▶ [WORK TO COMPLETE]:
Line count for the string "HashMap": state how many lines in the records below hold it, giving only the number.

▶ [RECORDS TO USE]:

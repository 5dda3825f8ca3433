//! In-memory management API for tests. Records every call it receives.

use std::collections::{HashMap, VecDeque};
use std::sync::{Arc, Mutex};

use serde_json::Value;
use tokio::sync::Notify;

use crate::api::{ContentHint, ContentParams, ManagementApi, MetadataParams};
use crate::error::ApiError;
use crate::models::{ContentPayload, MessageMetadata, ObjectRef};

#[derive(Debug, Clone, PartialEq, Eq)]
pub(crate) enum Call {
    Metadata {
        id: String,
        include_headers: bool,
    },
    Content {
        id: String,
        limit: Option<usize>,
        content_type: String,
    },
}

#[derive(Default)]
pub(crate) struct RecordingApi {
    messages: HashMap<String, Value>,
    contents: HashMap<String, Vec<u8>>,
    /// Principal may not read headers: header requests fail with 403.
    forbid_headers: bool,
    /// Errors handed out to the next metadata calls, before normal handling.
    scripted: Mutex<VecDeque<ApiError>>,
    content_error: Option<ApiError>,
    /// Return the whole body even when a limit was requested.
    ignore_limit: bool,
    /// Metadata calls for these ids wait until notified.
    gates: HashMap<String, Arc<Notify>>,
    calls: Mutex<Vec<Call>>,
}

impl RecordingApi {
    pub(crate) fn new() -> Self {
        Self::default()
    }

    pub(crate) fn with_message(mut self, info: Value) -> Self {
        let id = info
            .get("id")
            .map(|v| match v {
                Value::String(s) => s.clone(),
                other => other.to_string(),
            })
            .unwrap_or_default();
        self.messages.insert(id, info);
        self
    }

    pub(crate) fn with_content(mut self, id: &str, body: impl Into<Vec<u8>>) -> Self {
        self.contents.insert(id.to_string(), body.into());
        self
    }

    pub(crate) fn forbidding_headers(mut self) -> Self {
        self.forbid_headers = true;
        self
    }

    pub(crate) fn with_scripted_errors(self, errors: Vec<ApiError>) -> Self {
        *self.scripted.lock().unwrap() = errors.into();
        self
    }

    pub(crate) fn with_content_error(mut self, error: ApiError) -> Self {
        self.content_error = Some(error);
        self
    }

    pub(crate) fn ignoring_limit(mut self) -> Self {
        self.ignore_limit = true;
        self
    }

    pub(crate) fn gated(mut self, id: &str, gate: Arc<Notify>) -> Self {
        self.gates.insert(id.to_string(), gate);
        self
    }

    pub(crate) fn calls(&self) -> Vec<Call> {
        self.calls.lock().unwrap().clone()
    }

    pub(crate) fn metadata_calls(&self) -> Vec<bool> {
        self.calls()
            .into_iter()
            .filter_map(|c| match c {
                Call::Metadata {
                    include_headers, ..
                } => Some(include_headers),
                _ => None,
            })
            .collect()
    }

    pub(crate) fn content_calls(&self) -> usize {
        self.calls()
            .iter()
            .filter(|c| matches!(c, Call::Content { .. }))
            .count()
    }

    fn record(&self, call: Call) {
        self.calls.lock().unwrap().push(call);
    }
}

impl ManagementApi for RecordingApi {
    async fn load_metadata(
        &self,
        _object: &ObjectRef,
        params: &MetadataParams,
    ) -> Result<MessageMetadata, ApiError> {
        let id = params.message_id.to_string();
        self.record(Call::Metadata {
            id: id.clone(),
            include_headers: params.include_headers,
        });

        if let Some(gate) = self.gates.get(&id) {
            gate.notified().await;
        }

        let scripted = self.scripted.lock().unwrap().pop_front();
        if let Some(err) = scripted {
            return Err(err);
        }
        if self.forbid_headers && params.include_headers {
            return Err(ApiError::Authorization { status: 403 });
        }

        let mut info = self
            .messages
            .get(&id)
            .cloned()
            .ok_or_else(|| ApiError::Transport(format!("404 message {id}")))?;
        if !params.include_headers {
            if let Value::Object(map) = &mut info {
                map.remove("headers");
            }
        }
        MessageMetadata::from_json(info)
    }

    async fn load_content(
        &self,
        _object: &ObjectRef,
        params: &ContentParams,
        hint: &ContentHint,
    ) -> Result<ContentPayload, ApiError> {
        let id = params.message_id.to_string();
        self.record(Call::Content {
            id: id.clone(),
            limit: params.limit,
            content_type: hint.content_type.clone(),
        });
        if let Some(err) = &self.content_error {
            return Err(err.clone());
        }
        let body = self
            .contents
            .get(&id)
            .cloned()
            .ok_or_else(|| ApiError::Transport(format!("404 content {id}")))?;
        let declared_size = Some(body.len() as u64);
        let bytes = match params.limit {
            Some(limit) if !self.ignore_limit && body.len() > limit => body[..limit].to_vec(),
            _ => body,
        };
        Ok(ContentPayload {
            bytes,
            declared_size,
        })
    }

    fn build_download_url(&self, object: &ObjectRef, params: &ContentParams) -> String {
        object.operation_url(
            "http://broker",
            crate::api::GET_MESSAGE_CONTENT,
            &params.query(),
        )
    }
}
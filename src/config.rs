use serde::{Deserialize, Serialize};
use std::fs;
use std::path::PathBuf;

use crate::format::UserPreferences;
use crate::present::{PresentationBuilder, SlotRegistry, DEFAULT_PREVIEW_LIMIT, DEFAULT_TEXT_ROWS};

const MAX_PREVIEW_LIMIT: usize = 1024 * 1024;
const MAX_UTC_OFFSET_MINUTES: i32 = 14 * 60;

// ---------------------------------------------------------------------------
// File paths
// ---------------------------------------------------------------------------

fn config_dir() -> PathBuf {
    dirs::config_dir()
        .unwrap_or_else(|| PathBuf::from("."))
        .join("qpid-message-viewer")
}

fn config_path() -> PathBuf {
    config_dir().join("viewer.json")
}

// ---------------------------------------------------------------------------
// Viewer config
// ---------------------------------------------------------------------------

/// Persisted viewer settings.
#[derive(Debug, Clone, PartialEq, Eq, Serialize, Deserialize)]
#[serde(default)]
pub struct ViewerConfig {
    /// Bytes of body fetched for the inline preview.
    pub preview_limit: usize,
    /// IANA zone used to render timestamps; its name is appended to them.
    pub time_zone: String,
    /// Offset from UTC in minutes, used when `time_zone` is not a known zone.
    pub utc_offset_minutes: i32,
    /// Visible rows of the plain-text preview.
    pub text_preview_rows: u32,
}

impl Default for ViewerConfig {
    fn default() -> Self {
        Self {
            preview_limit: DEFAULT_PREVIEW_LIMIT,
            time_zone: "UTC".into(),
            utc_offset_minutes: 0,
            text_preview_rows: DEFAULT_TEXT_ROWS,
        }
    }
}

impl ViewerConfig {
    /// Load from the config file, then apply `QPID_VIEWER_*` environment
    /// overrides. Missing or unreadable files yield defaults.
    pub fn load() -> Self {
        let path = config_path();
        let config = match fs::read_to_string(&path) {
            Ok(data) => Self::from_json_str(&data).unwrap_or_else(|e| {
                log::warn!("Ignoring invalid viewer config {}: {}", path.display(), e);
                Self::default()
            }),
            Err(_) => Self::default(),
        };
        config.with_env_overrides(|key| std::env::var(key).ok())
    }

    pub fn save(&self) -> Result<(), String> {
        let path = config_path();
        if let Some(parent) = path.parent() {
            fs::create_dir_all(parent).map_err(|e| format!("create config dir: {e}"))?;
        }
        let data =
            serde_json::to_string_pretty(self).map_err(|e| format!("serialize config: {e}"))?;
        fs::write(&path, data).map_err(|e| format!("write config: {e}"))
    }

    /// Parse a config document, clamping values to sane ranges.
    pub fn from_json_str(data: &str) -> Result<Self, String> {
        let cfg: ViewerConfig =
            serde_json::from_str(data).map_err(|e| format!("parse config: {e}"))?;
        Ok(cfg.clamped())
    }

    /// Overlay environment variables looked up through `var`.
    pub fn with_env_overrides(mut self, var: impl Fn(&str) -> Option<String>) -> Self {
        if let Some(limit) = var("QPID_VIEWER_PREVIEW_LIMIT").and_then(|v| v.parse().ok()) {
            self.preview_limit = limit;
        }
        if let Some(tz) = var("QPID_VIEWER_TIME_ZONE").filter(|v| !v.trim().is_empty()) {
            self.time_zone = tz.trim().to_string();
        }
        if let Some(offset) = var("QPID_VIEWER_UTC_OFFSET").and_then(|v| v.parse().ok()) {
            self.utc_offset_minutes = offset;
        }
        self.clamped()
    }

    fn clamped(self) -> Self {
        Self {
            preview_limit: self.preview_limit.clamp(1, MAX_PREVIEW_LIMIT),
            utc_offset_minutes: self
                .utc_offset_minutes
                .clamp(-MAX_UTC_OFFSET_MINUTES, MAX_UTC_OFFSET_MINUTES),
            text_preview_rows: self.text_preview_rows.max(1),
            ..self
        }
    }

    pub fn preferences(&self) -> UserPreferences {
        UserPreferences::new(self.time_zone.clone(), self.utc_offset_minutes)
    }

    /// Builder for the standard message dialog under these settings.
    pub fn presentation_builder(&self) -> PresentationBuilder {
        PresentationBuilder::new(SlotRegistry::standard(), self.preferences())
            .with_preview_limit(self.preview_limit)
            .with_text_rows(self.text_preview_rows)
    }
}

▶ [REPLY TO THE TASK]:
4